In the future, Pandora’s new logo may be played when someone opens the app, but for now, the logo only exists in their “Sound On” brand campaign, which debuted on Wednesday and includes musicians such as Jonas Brothers, Khalid and John Legend.
On first inspection, the idea of a sonic logo may seem quite innovative, but there are several iconic sonic logos that you may not have realised are considered sonic logos.
The drumroll played during the 20th Century Fox intro was created by composer Alfred Newman in 1933.
Walter Werzowa made Intel’s iconic “bong” anthem more than 20 years ago.
Sonic logos are also used in the car industry. Here’s Audi’s…
But what is the importance of a sonic logo, and why are companies developing them?
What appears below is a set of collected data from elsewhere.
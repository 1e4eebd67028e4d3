//! Route schedules prepared for display.
//!
//! The backend returns a route's schedule as a list of trips, each a list of
//! stop visits. Riders want the reverse: for each stop, when does a bus
//! leave. [`normalize`] does that reshaping and [`filter_by_stop_name`]
//! narrows the result to the stops a rider searched for.

mod filter;
mod normalize;

pub use filter::{filter_by_stop_name, spell_out_symbols};
pub use normalize::{compare_stop_names, normalize};

use tracing::info;

use crate::api::{ApiError, RouteSchedule, TransitApiClient};
use crate::domain::{RouteId, StopSchedule};

/// Shown when a route has no schedule and the backend gave no reason.
pub const NO_SCHEDULE_MESSAGE: &str = "No schedule available for this route today.";

/// What a schedule screen should display.
#[derive(Debug, Clone, PartialEq)]
pub enum ScheduleOutcome {
    /// One row per stop, sorted by stop name.
    Stops(Vec<StopSchedule>),

    /// Nothing to show, with a message for the rider.
    NoService { message: String },
}

impl ScheduleOutcome {
    /// Normalize a backend schedule.
    ///
    /// Trips that yield no stops are treated the same as an empty schedule.
    pub fn from_route_schedule(schedule: RouteSchedule) -> Self {
        match schedule {
            RouteSchedule::Trips(trips) => {
                let stops = normalize(&trips);
                if stops.is_empty() {
                    Self::no_service(None)
                } else {
                    Self::Stops(stops)
                }
            }
            RouteSchedule::NoService { message } => Self::no_service(message),
        }
    }

    fn no_service(message: Option<String>) -> Self {
        Self::NoService {
            message: message.unwrap_or_else(|| NO_SCHEDULE_MESSAGE.to_string()),
        }
    }
}

/// Fetch and normalize the schedule for one route.
pub async fn load_schedule(
    client: &TransitApiClient,
    route_id: &RouteId,
) -> Result<ScheduleOutcome, ApiError> {
    let schedule = client.route_schedule(route_id).await?;
    let outcome = ScheduleOutcome::from_route_schedule(schedule);

    if let ScheduleOutcome::Stops(stops) = &outcome {
        info!(%route_id, stops = stops.len(), "loaded schedule");
    }

    Ok(outcome)
}
//! Schedule time handling.
//!
//! The backend provides departure times as "HH:MM:SS" strings measured from
//! the start of the service day, so a trip that runs past midnight reports
//! hours of 24 or more ("25:30:00"). Riders read times on a 12-hour clock,
//! so this module converts service-day times into [`ClockTime`] values that
//! order by time of day and display as "H:MM AM/PM".

use std::cmp::Ordering;
use std::fmt;
use std::str::FromStr;

use chrono::{NaiveTime, Timelike};
use serde::{Deserialize, Deserializer, Serialize, Serializer};

/// Error returned when parsing an invalid time string.
#[derive(Debug, Clone, PartialEq, Eq, thiserror::Error)]
#[error("invalid time: {reason}")]
pub struct TimeError {
    reason: &'static str,
}

impl TimeError {
    fn new(reason: &'static str) -> Self {
        Self { reason }
    }
}

/// A time measured from the start of a service day.
///
/// Unlike a wall-clock time, the hour is unbounded above: "24:10:00" is ten
/// past midnight at the end of the service day.
///
/// # Examples
///
/// ```
/// use transit_client::domain::ServiceTime;
///
/// let t = ServiceTime::parse("25:30:00").unwrap();
/// assert_eq!(t.hours(), 25);
/// assert_eq!(t.to_clock().to_string(), "1:30 AM");
///
/// assert!(ServiceTime::parse("12:60:00").is_err());
/// assert!(ServiceTime::parse("noon").is_err());
/// ```
#[derive(Debug, Clone, Copy, PartialEq, Eq, Hash, PartialOrd, Ord)]
pub struct ServiceTime {
    hours: u32,
    minutes: u32,
    seconds: u32,
}

impl ServiceTime {
    /// Parse "HH:MM:SS" or "HH:MM". The hour may have one to three digits.
    pub fn parse(s: &str) -> Result<Self, TimeError> {
        let mut parts = s.trim().split(':');

        let hours = parts
            .next()
            .filter(|h| (1..=3).contains(&h.len()) && h.bytes().all(|b| b.is_ascii_digit()))
            .ok_or_else(|| TimeError::new("invalid hour digits"))?
            .parse::<u32>()
            .map_err(|_| TimeError::new("invalid hour digits"))?;

        let minutes = parts
            .next()
            .and_then(|m| parse_two_digits(m.as_bytes()))
            .ok_or_else(|| TimeError::new("invalid minute digits"))?;
        if minutes > 59 {
            return Err(TimeError::new("minute must be 0-59"));
        }

        let seconds = match parts.next() {
            Some(sec) => {
                parse_two_digits(sec.as_bytes()).ok_or_else(|| TimeError::new("invalid second digits"))?
            }
            None => 0,
        };
        if seconds > 59 {
            return Err(TimeError::new("second must be 0-59"));
        }

        if parts.next().is_some() {
            return Err(TimeError::new("expected HH:MM:SS format"));
        }

        Ok(Self {
            hours,
            minutes,
            seconds,
        })
    }

    /// Returns the hour, which may be 24 or more.
    pub fn hours(&self) -> u32 {
        self.hours
    }

    /// Returns the minute (0-59).
    pub fn minutes(&self) -> u32 {
        self.minutes
    }

    /// Returns the second (0-59).
    pub fn seconds(&self) -> u32 {
        self.seconds
    }

    /// Convert to a wall-clock time of day, wrapping hours past midnight.
    ///
    /// Seconds are dropped: riders are shown minute precision.
    pub fn to_clock(&self) -> ClockTime {
        ClockTime::from_hm(self.hours % 24, self.minutes)
    }
}

impl fmt::Display for ServiceTime {
    fn fmt(&self, f: &mut fmt::Formatter<'_>) -> fmt::Result {
        write!(
            f,
            "{:02}:{:02}:{:02}",
            self.hours, self.minutes, self.seconds
        )
    }
}

/// A wall-clock time of day with minute precision, shown on a 12-hour clock.
///
/// Ordering follows the time of day: 12:00 AM (midnight) sorts first and
/// 11:59 PM last.
///
/// # Examples
///
/// ```
/// use transit_client::domain::ClockTime;
///
/// let midnight: ClockTime = "12:05 AM".parse().unwrap();
/// let noon: ClockTime = "12:00 PM".parse().unwrap();
/// let one: ClockTime = "1:00 PM".parse().unwrap();
///
/// assert!(midnight < noon);
/// assert!(noon < one);
/// assert_eq!(one.to_string(), "1:00 PM");
/// ```
#[derive(Clone, Copy, PartialEq, Eq, Hash)]
pub struct ClockTime(NaiveTime);

impl ClockTime {
    /// Build a clock time from a 24-hour hour (0-23) and minute (0-59).
    ///
    /// Out-of-range components are wrapped into range.
    pub fn from_hm(hour: u32, minute: u32) -> Self {
        let time = NaiveTime::from_hms_opt(hour % 24, minute % 60, 0).unwrap_or(NaiveTime::MIN);
        Self(time)
    }

    /// Returns the 24-hour hour (0-23).
    pub fn hour(&self) -> u32 {
        self.0.hour()
    }

    /// Returns the minute (0-59).
    pub fn minute(&self) -> u32 {
        self.0.minute()
    }

    /// Minutes since midnight.
    pub fn minute_of_day(&self) -> u32 {
        self.hour() * 60 + self.minute()
    }

    /// Returns true for times from noon onwards.
    pub fn is_pm(&self) -> bool {
        self.0.hour12().0
    }
}

impl Ord for ClockTime {
    fn cmp(&self, other: &Self) -> Ordering {
        self.0.cmp(&other.0)
    }
}

impl PartialOrd for ClockTime {
    fn partial_cmp(&self, other: &Self) -> Option<Ordering> {
        Some(self.cmp(other))
    }
}

impl fmt::Debug for ClockTime {
    fn fmt(&self, f: &mut fmt::Formatter<'_>) -> fmt::Result {
        write!(f, "ClockTime({:02}:{:02})", self.hour(), self.minute())
    }
}

impl fmt::Display for ClockTime {
    fn fmt(&self, f: &mut fmt::Formatter<'_>) -> fmt::Result {
        let (pm, hour) = self.0.hour12();
        let suffix = if pm { "PM" } else { "AM" };
        write!(f, "{}:{:02} {}", hour, self.minute(), suffix)
    }
}

impl FromStr for ClockTime {
    type Err = TimeError;

    /// Parse "H:MM AM" / "HH:MM PM". The suffix is case-insensitive.
    fn from_str(s: &str) -> Result<Self, Self::Err> {
        let (clock, suffix) = s
            .trim()
            .split_once(' ')
            .ok_or_else(|| TimeError::new("expected H:MM AM/PM format"))?;

        let pm = match suffix.trim() {
            x if x.eq_ignore_ascii_case("AM") => false,
            x if x.eq_ignore_ascii_case("PM") => true,
            _ => return Err(TimeError::new("suffix must be AM or PM")),
        };

        let (hour, minute) = clock
            .split_once(':')
            .ok_or_else(|| TimeError::new("expected colon between hour and minute"))?;

        let hour = match hour.as_bytes() {
            [d] => (*d as char).to_digit(10),
            bytes @ [_, _] => parse_two_digits(bytes),
            _ => None,
        }
        .ok_or_else(|| TimeError::new("invalid hour digits"))?;
        if !(1..=12).contains(&hour) {
            return Err(TimeError::new("hour must be 1-12"));
        }

        let minute =
            parse_two_digits(minute.as_bytes()).ok_or_else(|| TimeError::new("invalid minute digits"))?;
        if minute > 59 {
            return Err(TimeError::new("minute must be 0-59"));
        }

        // 12 AM is midnight, 12 PM is noon.
        let hour = match (pm, hour) {
            (false, 12) => 0,
            (true, 12) => 12,
            (true, h) => h + 12,
            (false, h) => h,
        };

        Ok(Self::from_hm(hour, minute))
    }
}

impl Serialize for ClockTime {
    fn serialize<S: Serializer>(&self, serializer: S) -> Result<S::Ok, S::Error> {
        serializer.collect_str(self)
    }
}

impl<'de> Deserialize<'de> for ClockTime {
    fn deserialize<D: Deserializer<'de>>(deserializer: D) -> Result<Self, D::Error> {
        let s = String::deserialize(deserializer)?;
        s.parse().map_err(serde::de::Error::custom)
    }
}

/// Parse two ASCII digit bytes into a u32.
fn parse_two_digits(bytes: &[u8]) -> Option<u32> {
    if bytes.len() != 2 {
        return None;
    }
    let d1 = (bytes[0] as char).to_digit(10)?;
    let d2 = (bytes[1] as char).to_digit(10)?;
    Some(d1 * 10 + d2)
}
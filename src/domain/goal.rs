use chrono::{DateTime, NaiveDate, Utc};
use serde::{Deserialize, Serialize};
use uuid::Uuid;

/// A savings target with an incrementally maintained running total and an
/// append-only contribution sub-ledger.
///
/// `current_amount` is authoritative and kept in lock-step with the
/// contribution log: every mutation of one appends exactly one record to the
/// other. It is deliberately not re-derived by summing at read time, so the
/// total survives even if old contribution records are ever pruned.
#[derive(Debug, Clone, Serialize, Deserialize, PartialEq)]
pub struct FinancialGoal {
    pub id: Uuid,
    pub title: String,
    pub target_amount: f64,
    pub current_amount: f64,
    pub currency: String,
    pub category: String,
    #[serde(default)]
    pub priority: GoalPriority,
    #[serde(default, skip_serializing_if = "Option::is_none")]
    pub deadline: Option<NaiveDate>,
    #[serde(default)]
    pub status: GoalStatus,
    #[serde(default)]
    pub contributions: Vec<Contribution>,
}

impl FinancialGoal {
    pub fn new(title: impl Into<String>, target_amount: f64, currency: impl Into<String>) -> Self {
        Self {
            id: Uuid::new_v4(),
            title: title.into(),
            target_amount,
            current_amount: 0.0,
            currency: currency.into(),
            category: String::from("General"),
            priority: GoalPriority::Medium,
            deadline: None,
            status: GoalStatus::Active,
            contributions: Vec::new(),
        }
    }

    pub fn is_complete(&self) -> bool {
        self.current_amount >= self.target_amount
    }

    /// Progress towards the target as a percentage, capped at 100.
    pub fn progress_percent(&self) -> f64 {
        if self.target_amount <= 0.0 {
            return 0.0;
        }
        (self.current_amount / self.target_amount * 100.0).clamp(0.0, 100.0)
    }
}

/// One signed adjustment in a goal's audit trail. Negative amounts are
/// withdrawals. Records are never mutated or removed once appended.
#[derive(Debug, Clone, Serialize, Deserialize, PartialEq)]
pub struct Contribution {
    pub id: Uuid,
    pub amount: f64,
    pub date: DateTime<Utc>,
    #[serde(default, skip_serializing_if = "Option::is_none")]
    pub notes: Option<String>,
}

impl Contribution {
    pub fn new(amount: f64, notes: Option<String>) -> Self {
        Self {
            id: Uuid::new_v4(),
            amount,
            date: Utc::now(),
            notes,
        }
    }
}

/// Goal completion is monotonic: once completed, never back to active.
#[derive(Debug, Clone, Copy, Serialize, Deserialize, PartialEq, Eq, Default)]
#[serde(rename_all = "snake_case")]
pub enum GoalStatus {
    #[default]
    Active,
    Completed,
}

#[derive(Debug, Clone, Copy, Serialize, Deserialize, PartialEq, Eq, Default)]
#[serde(rename_all = "snake_case")]
pub enum GoalPriority {
    Low,
    #[default]
    Medium,
    High,
}
//! Domain models shared by every service in the engine.

pub mod account;
pub mod book;
pub mod budget;
pub mod category;
pub mod frequency;
pub mod goal;
pub mod installment;
pub mod transaction;

pub use account::{Account, AccountKind};
pub use book::{FinanceBook, Settings, CURRENT_SCHEMA_VERSION};
pub use budget::{BudgetOverview, CategoryBudget, MonthlyBudget, PlannedCategory};
pub use category::{ExpenseCategory, IncomeCategory};
pub use frequency::Frequency;
pub use goal::{Contribution, FinancialGoal, GoalPriority, GoalStatus};
pub use installment::{Installment, InstallmentStatus, PaymentRecord, PaymentStatus};
pub use transaction::{AccountTransfer, Expense, Income, TransactionStatus};
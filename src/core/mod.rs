pub mod services;
pub mod snapshot;
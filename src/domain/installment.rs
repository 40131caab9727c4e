use chrono::NaiveDate;
use serde::{Deserialize, Serialize};
use uuid::Uuid;

use super::frequency::Frequency;

/// A debt paid off in periodic slices, with a running paid total and an
/// append-only payment sub-ledger (negative records are refunds).
#[derive(Debug, Clone, Serialize, Deserialize, PartialEq)]
pub struct Installment {
    pub id: Uuid,
    pub title: String,
    pub total_amount: f64,
    pub paid_amount: f64,
    /// Expected per-period amount. `paid_amount` tracking allows partial
    /// payments, so `paid_installments * installment_amount` is a target
    /// rather than an identity.
    pub installment_amount: f64,
    pub total_installments: u32,
    pub paid_installments: u32,
    pub frequency: Frequency,
    #[serde(default, skip_serializing_if = "Option::is_none")]
    pub linked_account_id: Option<Uuid>,
    pub start_date: NaiveDate,
    pub next_payment_date: NaiveDate,
    #[serde(default)]
    pub status: InstallmentStatus,
    #[serde(default)]
    pub payments: Vec<PaymentRecord>,
}

impl Installment {
    pub fn remaining_amount(&self) -> f64 {
        (self.total_amount - self.paid_amount).max(0.0)
    }

    pub fn progress_percent(&self) -> f64 {
        if self.total_amount <= 0.0 {
            return 0.0;
        }
        (self.paid_amount / self.total_amount * 100.0).clamp(0.0, 100.0)
    }

    /// Re-derives `status` from current state. Order matters: completion
    /// wins over overdue, overdue over active.
    pub fn recompute_status(&mut self, today: NaiveDate) {
        self.status = if self.paid_amount >= self.total_amount {
            InstallmentStatus::Completed
        } else if self.next_payment_date < today {
            InstallmentStatus::Overdue
        } else {
            InstallmentStatus::Active
        };
    }
}

/// One signed entry in an installment's audit trail. Never mutated or
/// removed once appended.
#[derive(Debug, Clone, Serialize, Deserialize, PartialEq)]
pub struct PaymentRecord {
    pub id: Uuid,
    pub amount: f64,
    pub date: NaiveDate,
    pub status: PaymentStatus,
    #[serde(default, skip_serializing_if = "Option::is_none")]
    pub notes: Option<String>,
    #[serde(default, skip_serializing_if = "Option::is_none")]
    pub account_id: Option<Uuid>,
    #[serde(default, skip_serializing_if = "Option::is_none")]
    pub method: Option<String>,
}

#[derive(Debug, Clone, Copy, Serialize, Deserialize, PartialEq, Eq, Default)]
#[serde(rename_all = "snake_case")]
pub enum InstallmentStatus {
    #[default]
    Active,
    Completed,
    Overdue,
}

#[derive(Debug, Clone, Copy, Serialize, Deserialize, PartialEq, Eq)]
#[serde(rename_all = "snake_case")]
pub enum PaymentStatus {
    Completed,
    Refunded,
}
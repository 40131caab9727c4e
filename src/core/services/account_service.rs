use uuid::Uuid;

use crate::domain::account::{Account, AccountKind};
use crate::domain::book::FinanceBook;
use crate::errors::{EngineError, EngineResult};

/// Validated CRUD and archival rules for accounts.
pub struct AccountService;

/// What `remove` actually did: accounts with journal history are archived
/// instead of deleted so the history keeps resolving.
#[derive(Debug, Clone, Copy, PartialEq, Eq)]
pub enum AccountRemoval {
    Deleted,
    Archived,
}

/// Partial update for an account. `None` fields are left untouched.
#[derive(Debug, Default, Clone)]
pub struct AccountPatch {
    pub name: Option<String>,
    pub kind: Option<AccountKind>,
    pub currency: Option<String>,
    pub color: Option<String>,
    pub icon: Option<String>,
    pub initial_balance: Option<f64>,
    pub order: Option<u32>,
}

impl AccountService {
    pub fn add(book: &mut FinanceBook, mut account: Account) -> EngineResult<Uuid> {
        Self::validate_name(book, None, &account.name)?;
        if book.accounts.is_empty() {
            account.is_default = true;
        } else if account.is_default {
            Self::clear_default(book);
        }
        let id = account.id;
        book.accounts.push(account);
        book.touch();
        Ok(id)
    }

    pub fn update(book: &mut FinanceBook, id: Uuid, patch: AccountPatch) -> EngineResult<()> {
        if let Some(name) = patch.name.as_deref() {
            Self::validate_name(book, Some(id), name)?;
        }
        let account = book
            .account_mut(id)
            .ok_or(EngineError::unknown("account", id))?;
        if let Some(name) = patch.name {
            account.name = name;
        }
        if let Some(kind) = patch.kind {
            account.kind = kind;
        }
        if let Some(currency) = patch.currency {
            account.currency = currency;
        }
        if let Some(color) = patch.color {
            account.color = Some(color);
        }
        if let Some(icon) = patch.icon {
            account.icon = Some(icon);
        }
        if let Some(initial_balance) = patch.initial_balance {
            account.initial_balance = initial_balance;
        }
        if let Some(order) = patch.order {
            account.order = order;
        }
        book.touch();
        Ok(())
    }

    /// Moves the default flag to `id`. There is always exactly one default.
    pub fn set_default(book: &mut FinanceBook, id: Uuid) -> EngineResult<()> {
        if book.account(id).is_none() {
            return Err(EngineError::unknown("account", id));
        }
        Self::clear_default(book);
        if let Some(account) = book.account_mut(id) {
            account.is_default = true;
        }
        book.touch();
        Ok(())
    }

    /// Hides the account from selection while keeping its history.
    pub fn archive(book: &mut FinanceBook, id: Uuid) -> EngineResult<()> {
        let account = book
            .account_mut(id)
            .ok_or(EngineError::unknown("account", id))?;
        account.is_active = false;
        book.touch();
        Ok(())
    }

    pub fn unarchive(book: &mut FinanceBook, id: Uuid) -> EngineResult<()> {
        let account = book
            .account_mut(id)
            .ok_or(EngineError::unknown("account", id))?;
        account.is_active = true;
        book.touch();
        Ok(())
    }

    /// Removes an account. The default account and the last remaining
    /// account are protected; an account with journal references is archived
    /// instead of hard-deleted.
    pub fn remove(book: &mut FinanceBook, id: Uuid) -> EngineResult<AccountRemoval> {
        let account = book.account(id).ok_or(EngineError::unknown("account", id))?;
        if account.is_default || book.accounts.len() == 1 {
            return Err(EngineError::DefaultAccountProtected);
        }
        if book.account_is_referenced(id) {
            Self::archive(book, id)?;
            tracing::debug!(account = %id, "account has journal references, archived");
            return Ok(AccountRemoval::Archived);
        }
        book.accounts.retain(|account| account.id != id);
        book.touch();
        Ok(AccountRemoval::Deleted)
    }

    /// Accounts available for selection in forms, in display order.
    pub fn active(book: &FinanceBook) -> Vec<&Account> {
        let mut accounts: Vec<&Account> = book
            .accounts
            .iter()
            .filter(|account| account.is_active)
            .collect();
        accounts.sort_by_key(|account| account.order);
        accounts
    }

    fn clear_default(book: &mut FinanceBook) {
        for account in &mut book.accounts {
            account.is_default = false;
        }
    }

    fn validate_name(book: &FinanceBook, exclude: Option<Uuid>, candidate: &str) -> EngineResult<()> {
        let normalized = candidate.trim().to_ascii_lowercase();
        let duplicate = book.accounts.iter().any(|account| {
            let name = account.name.trim().to_ascii_lowercase();
            name == normalized && exclude.map_or(true, |id| account.id != id)
        });
        if duplicate {
            Err(EngineError::DuplicateName(candidate.to_string()))
        } else {
            Ok(())
        }
    }
}
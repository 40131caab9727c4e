mod common;

use common::date;
use finance_core::core::services::{
    GoalService, InstallmentService, NewInstallment, PaymentInput, PaymentMeta,
};
use finance_core::domain::{
    FinanceBook, FinancialGoal, Frequency, GoalStatus, InstallmentStatus,
};

#[test]
fn goal_completion_signal_fires_once_across_crossings() {
    let mut book = FinanceBook::new();
    let mut goal = FinancialGoal::new("House deposit", 1000.0, "USD");
    goal.current_amount = 950.0;
    let goal_id = GoalService::add_goal(&mut book, goal).unwrap();

    let first = GoalService::add_contribution(&mut book, goal_id, 100.0, None).unwrap();
    assert_eq!(first.new_amount, 1050.0);
    assert!(first.completed_now, "first crossing must signal");
    assert_eq!(book.goal(goal_id).unwrap().status, GoalStatus::Completed);
    assert!(book.celebrated_goals.contains(&goal_id));

    let second = GoalService::add_contribution(&mut book, goal_id, 200.0, None).unwrap();
    assert!(!second.completed_now, "second crossing must stay silent");
    assert_eq!(book.celebrated_goals.len(), 1);
}

#[test]
fn celebration_survives_snapshot_reload() {
    let mut book = FinanceBook::new();
    let goal_id =
        GoalService::add_goal(&mut book, FinancialGoal::new("Trip", 100.0, "USD")).unwrap();
    GoalService::add_contribution(&mut book, goal_id, 150.0, None).unwrap();

    let doc = finance_core::core::snapshot::export(&book);
    let mut reloaded = FinanceBook::new();
    finance_core::core::snapshot::import(&mut reloaded, doc).unwrap();

    assert!(GoalService::is_celebrated(&reloaded, goal_id));
    // Dipping below target and climbing back must not re-fire after reload.
    GoalService::add_withdrawal(&mut reloaded, goal_id, 100.0, None).unwrap();
    let outcome = GoalService::add_contribution(&mut reloaded, goal_id, 100.0, None).unwrap();
    assert!(!outcome.completed_now);
}

#[test]
fn installment_scenario_fourth_payment() {
    let mut book = FinanceBook::new();
    let id = InstallmentService::add_installment(
        &mut book,
        NewInstallment {
            title: "Phone".into(),
            total_amount: 1200.0,
            installment_amount: 100.0,
            total_installments: 12,
            frequency: Some(Frequency::Monthly),
            start_date: date(2030, 1, 10),
            ..NewInstallment::default()
        },
    )
    .unwrap();
    {
        let plan = book.installment_mut(id).unwrap();
        plan.paid_amount = 300.0;
        plan.paid_installments = 3;
        plan.next_payment_date = date(2030, 4, 10);
    }

    InstallmentService::add_payment(
        &mut book,
        id,
        PaymentInput {
            amount: 100.0,
            date: date(2030, 4, 10),
            notes: None,
        },
        PaymentMeta::default(),
    )
    .unwrap();

    let plan = book.installment(id).unwrap();
    assert_eq!(plan.paid_amount, 400.0);
    assert_eq!(plan.paid_installments, 4);
    assert_eq!(plan.next_payment_date, date(2030, 5, 10));
    assert_eq!(plan.status, InstallmentStatus::Active);
}

#[test]
fn refund_keeps_schedule_and_count() {
    // The asymmetry is deliberate: refunds adjust money, not the schedule.
    let mut book = FinanceBook::new();
    let id = InstallmentService::add_installment(
        &mut book,
        NewInstallment {
            title: "Sofa".into(),
            total_amount: 600.0,
            installment_amount: 200.0,
            total_installments: 3,
            frequency: Some(Frequency::Monthly),
            start_date: date(2030, 2, 1),
            ..NewInstallment::default()
        },
    )
    .unwrap();
    InstallmentService::add_payment(
        &mut book,
        id,
        PaymentInput {
            amount: 200.0,
            date: date(2030, 2, 1),
            notes: None,
        },
        PaymentMeta::default(),
    )
    .unwrap();

    InstallmentService::add_refund(&mut book, id, 200.0, Some("returned".into()), None).unwrap();
    let plan = book.installment(id).unwrap();
    assert_eq!(plan.paid_amount, 0.0);
    assert_eq!(plan.paid_installments, 1);
    assert_eq!(plan.next_payment_date, date(2030, 3, 1));
    assert_eq!(plan.payments.len(), 2);
}

#[test]
fn full_payoff_completes_the_plan() {
    let mut book = FinanceBook::new();
    let id = InstallmentService::add_installment(
        &mut book,
        NewInstallment {
            title: "Bike".into(),
            total_amount: 300.0,
            installment_amount: 150.0,
            total_installments: 2,
            frequency: Some(Frequency::Weekly),
            start_date: date(2030, 3, 1),
            ..NewInstallment::default()
        },
    )
    .unwrap();
    for week in 0..2 {
        InstallmentService::add_payment(
            &mut book,
            id,
            PaymentInput {
                amount: 150.0,
                date: date(2030, 3, 1 + week * 7),
                notes: None,
            },
            PaymentMeta::default(),
        )
        .unwrap();
    }
    assert_eq!(book.installment(id).unwrap().status, InstallmentStatus::Completed);
}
Brands are starting to pay attention to the proliferation of smart speakers, and the ability for consumers to identify a brand purely by sound. Companies must start thinking about how they are heard, not just seen.
“A brand identity is no longer dependent on look and feel alone,” says Lauren Nagel, VP and exec creative director at Pandora. “We are thinking about this beyond the Pandora platform; we want to be an agency to speak on the very source of sound.”
So while in the past sonic logos were a tag-on to the end of a television advert, we can expect brands to consider how they can be used as advertising platforms evolve.